My biggest regret is I didn’t look after him more and stop him getting ill, or if I had got him to the Doctor before the cancer was too far gone. These things and more define his death and my loss. The love is unadulterated and unchanged just lost without him.
Does that make sense? I can’t see a way death can alter my understanding of what we had. I was lucky/unlucky? enough to have past experiences that made me understand how very transient life was and how precious love is. I always had a fear we wouldn’t get old together.
Debi
Oh wow what a wonderful relationship you had. I suppose for me, I knew I loved him….I loved our life and yes we had a beautiful relationship but….
It was the death that brought the true depth, the true meaning of the absolute love, the absolute moulding of 2 souls. I don’t think I fully understood the power until one half taken away for ever….
I love the fact that you had that before being apart..you are a lucky lady and clearly he was one lucky man
Thank you, I always felt lucky till now, no even now. His last words, after not speaking for days, when he should have been incapable of speach, were ‘I love you’ – clear and loud. I would have thought I was making it up out of grief and wishful thinking but my friend stayed with me to catch me when I fell and heard it loud and clear too. I am incredibly lucky to have such friends too.
Knowing doesn’t change it. Love just is what you do every day together. It’s like the sea, you don’t have to know how deep it is to swim and be happy.

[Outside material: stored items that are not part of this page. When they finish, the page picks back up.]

//! Bounded-concurrency publishing of a tile stream.
//!
//! A single producer loop reads the [`TileSource`], skips keys that the [`ResumeState`] excludes,
//! and spawns one task per remaining tile. Each task holds a semaphore permit for its whole
//! lifetime, so no more than `max_parallelism` tiles are ever in flight. Completions arrive in no
//! particular order.
//!
//! A tile that exhausts its attempts is counted as failed and the run goes on. Errors returned by
//! the uploader (a rejected access key) or by the source stop the producer; tasks already in flight
//! are awaited before the error is returned.

use super::{
	DEFAULT_CONTENT_TYPE, DEFAULT_FAILURE_LOG, DEFAULT_SUCCESS_LOG, ResumeState, RetryPolicy, TileOutcome, TileUploader,
	UploadClient, UploadError,
};
use anyhow::{Context, Result};
use std::{
	path::{Path, PathBuf},
	sync::{
		Arc,
		atomic::{AtomicU64, Ordering},
	},
};
use tileferry_container::{
	MBTilesStore, MBTilesTileSource, PMTilesTileSource, TileSource,
	directory::{LAYER_FILE, METADATA_FILE, layer_json, pretty_json},
};
use tileferry_core::{TileCoord, TileScheme, join_key, progress::ProgressLog};
use tokio::{sync::Semaphore, task::JoinSet};

pub const DEFAULT_MAX_PARALLELISM: usize = 275;

/// Everything a publish run needs besides the input file.
#[derive(Clone, Debug)]
pub struct PublishOptions {
	pub token_url: String,
	pub access_key: String,
	pub layout: KeyLayout,
	/// Tiles above this zoom level are not read.
	pub max_zoom: Option<u8>,
	pub max_parallelism: usize,
	pub content_type: String,
	pub retry: RetryPolicy,
	pub success_log: PathBuf,
	pub failure_log: PathBuf,
}

impl PublishOptions {
	pub fn new(token_url: &str, access_key: &str) -> PublishOptions {
		PublishOptions {
			token_url: token_url.to_string(),
			access_key: access_key.to_string(),
			layout: KeyLayout::default(),
			max_zoom: None,
			max_parallelism: DEFAULT_MAX_PARALLELISM,
			content_type: DEFAULT_CONTENT_TYPE.to_string(),
			retry: RetryPolicy::default(),
			success_log: PathBuf::from(DEFAULT_SUCCESS_LOG),
			failure_log: PathBuf::from(DEFAULT_FAILURE_LOG),
		}
	}
}

/// How tile coordinates and file names become object keys.
#[derive(Clone, Debug)]
pub struct KeyLayout {
	pub prefix: String,
	pub scheme: TileScheme,
	pub format: String,
}

impl Default for KeyLayout {
	fn default() -> Self {
		KeyLayout {
			prefix: String::new(),
			scheme: TileScheme::Tms,
			format: String::from("png"),
		}
	}
}

impl KeyLayout {
	pub fn tile_key(&self, coord: &TileCoord) -> String {
		join_key(&self.prefix, &self.scheme.key_for(coord, &self.format))
	}

	pub fn file_key(&self, name: &str) -> String {
		join_key(&self.prefix, name)
	}
}

/// Live counters of a run, shared by the producer and all tasks.
#[derive(Debug, Default)]
pub struct RunCounters {
	attempted: AtomicU64,
	succeeded: AtomicU64,
	failed: AtomicU64,
	skipped: AtomicU64,
	done: AtomicU64,
	in_flight: AtomicU64,
	peak_in_flight: AtomicU64,
}

impl RunCounters {
	fn start(&self) {
		self.attempted.fetch_add(1, Ordering::SeqCst);
		let current = self.in_flight.fetch_add(1, Ordering::SeqCst) + 1;
		self.peak_in_flight.fetch_max(current, Ordering::SeqCst);
	}

	/// Returns the number of tiles still in flight.
	fn finish(&self, succeeded: bool) -> u64 {
		if succeeded {
			self.succeeded.fetch_add(1, Ordering::SeqCst);
		} else {
			self.failed.fetch_add(1, Ordering::SeqCst);
		}
		self.done.fetch_add(1, Ordering::SeqCst);
		self.in_flight.fetch_sub(1, Ordering::SeqCst) - 1
	}

	fn skip(&self) {
		self.skipped.fetch_add(1, Ordering::SeqCst);
		self.done.fetch_add(1, Ordering::SeqCst);
	}

	pub fn in_flight(&self) -> u64 {
		self.in_flight.load(Ordering::SeqCst)
	}

	pub fn summary(&self) -> RunSummary {
		RunSummary {
			attempted: self.attempted.load(Ordering::SeqCst),
			succeeded: self.succeeded.load(Ordering::SeqCst),
			failed: self.failed.load(Ordering::SeqCst),
			skipped: self.skipped.load(Ordering::SeqCst),
			done: self.done.load(Ordering::SeqCst),
			peak_in_flight: self.peak_in_flight.load(Ordering::SeqCst),
		}
	}
}

/// Counters at the end of a run.
#[derive(Clone, Copy, Debug, Default, PartialEq, Eq)]
pub struct RunSummary {
	pub attempted: u64,
	pub succeeded: u64,
	pub failed: u64,
	pub skipped: u64,
	pub done: u64,
	pub peak_in_flight: u64,
}

pub struct UploadScheduler<U: TileUploader + 'static> {
	uploader: Arc<U>,
	resume: Arc<ResumeState>,
	max_parallelism: usize,
	counters: Arc<RunCounters>,
}

impl<U: TileUploader + 'static> UploadScheduler<U> {
	pub fn new(uploader: Arc<U>, resume: ResumeState, max_parallelism: usize) -> Result<UploadScheduler<U>> {
		anyhow::ensure!(max_parallelism > 0, "max parallelism must be greater than zero");
		Ok(UploadScheduler {
			uploader,
			resume: Arc::new(resume),
			max_parallelism,
			counters: Arc::new(RunCounters::default()),
		})
	}

	pub fn counters(&self) -> &RunCounters {
		&self.counters
	}

	/// Uploads a single file outside of the tile counters, e.g. `metadata.json`.
	pub async fn upload_file(&self, key: &str, data: &[u8]) -> Result<Option<TileOutcome>, UploadError> {
		if !self.resume.is_eligible(key) {
			log::info!("Skip: {key}");
			return Ok(None);
		}
		self.uploader.upload_with_retry(key, data).await.map(Some)
	}

	/// Uploads every tile of `source`.
	pub async fn run(&self, source: &mut dyn TileSource, layout: &KeyLayout) -> Result<RunSummary, UploadError> {
		let semaphore = Arc::new(Semaphore::new(self.max_parallelism));
		let progress = Arc::new(ProgressLog::new("tiles exported", source.len_hint()));
		let mut tasks: JoinSet<Result<TileOutcome, UploadError>> = JoinSet::new();
		let mut fatal: Option<UploadError> = None;

		loop {
			while let Some(joined) = tasks.try_join_next() {
				if let Err(error) = task_result(joined) {
					fatal.get_or_insert(error);
				}
			}
			if fatal.is_some() {
				break;
			}

			let tile = match source.next_tile() {
				Ok(Some(tile)) => tile,
				Ok(None) => break,
				Err(error) => {
					fatal = Some(UploadError::Storage(error.context("reading tile source")));
					break;
				}
			};

			let key = layout.tile_key(&tile.coord);
			if !self.resume.is_eligible(&key) {
				log::info!("Skip: {key}");
				self.counters.skip();
				let in_flight = self.counters.in_flight();
				progress.inc_with(1, || format!("executing {in_flight}"));
				continue;
			}

			let permit = semaphore
				.clone()
				.acquire_owned()
				.await
				.context("upload semaphore closed")?;
			self.counters.start();
			log::debug!("{} tiles executing", self.counters.in_flight());

			let uploader = self.uploader.clone();
			let counters = self.counters.clone();
			let progress = progress.clone();
			tasks.spawn(async move {
				let result = uploader.upload_with_retry(&key, &tile.data).await;
				let succeeded = matches!(result, Ok(outcome) if outcome.is_success());
				let in_flight = counters.finish(succeeded);
				progress.inc_with(1, || format!("executing {in_flight}"));
				drop(permit);
				result
			});
		}

		if fatal.is_some() {
			log::error!("stopping upload, waiting for {} tiles in flight", tasks.len());
		}
		while let Some(joined) = tasks.join_next().await {
			if let Err(error) = task_result(joined) {
				fatal.get_or_insert(error);
			}
		}
		progress.finish();

		match fatal {
			Some(error) => Err(error),
			None => Ok(self.counters.summary()),
		}
	}
}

I used to tell him I didn’t know how much I loved him because I never reached the edges, not once. I told him he stretched it thin in places, very thin sometimes (only human after all!) but never reached anywhere close to the edges.
Not knowing how much until after they have gone is a bit like that. Not having to try to define it until you suddenly have to see if there is an end. Bet the answer to that is – no, there is no end – and that is probably the only reason you had to look at all because deep down your heart knew. Just needed to make sure.
Loosing it is still the same.
Thank you for the thought. x
In the novel Stranger in a Strange Land Jubal Harshaw describes love as the condition in which the happiness of another is essential to your own. As to being “only human” we are the pinnacle of evolution and gods finest creation which enables us to appreciate how much sweeter Love is for having known sorrow.
Sean I love those words….to appreciate love for having known sorrow…gosh I relate so well to that. I suppose it must be true, when you fall in love then two souls really do become one
How true.I went out with my own true loves only possible adversary tonight. Gaz the Man. All ways and always. x Love u Gaz. How lucky x. Happy, happy me. Now? I have to find my own way. Being happy without him is a challenge but then it is what I have been given to deal with. My own happiness was found in him. Now I have to redefine it even when I don’t want to.
It is a time of silence
for our gathering of souls
In this time of quiet reflection
on the love that we have known
And though we must now be apart
reunion is our goal
In that timeless ever after
where we’ll no longer be alone
Two souls can never truly be parted. They are in time and space always next to each other. Only the physical dies. When at last both parts of the physical fall away the barriers come down and the space between disappears. There is no difference to keep you apart.
….just reading the comments brings tears to my eyes…not purely painful ones, but also tears of wonderful memories. I will post that poem this week if that is OK?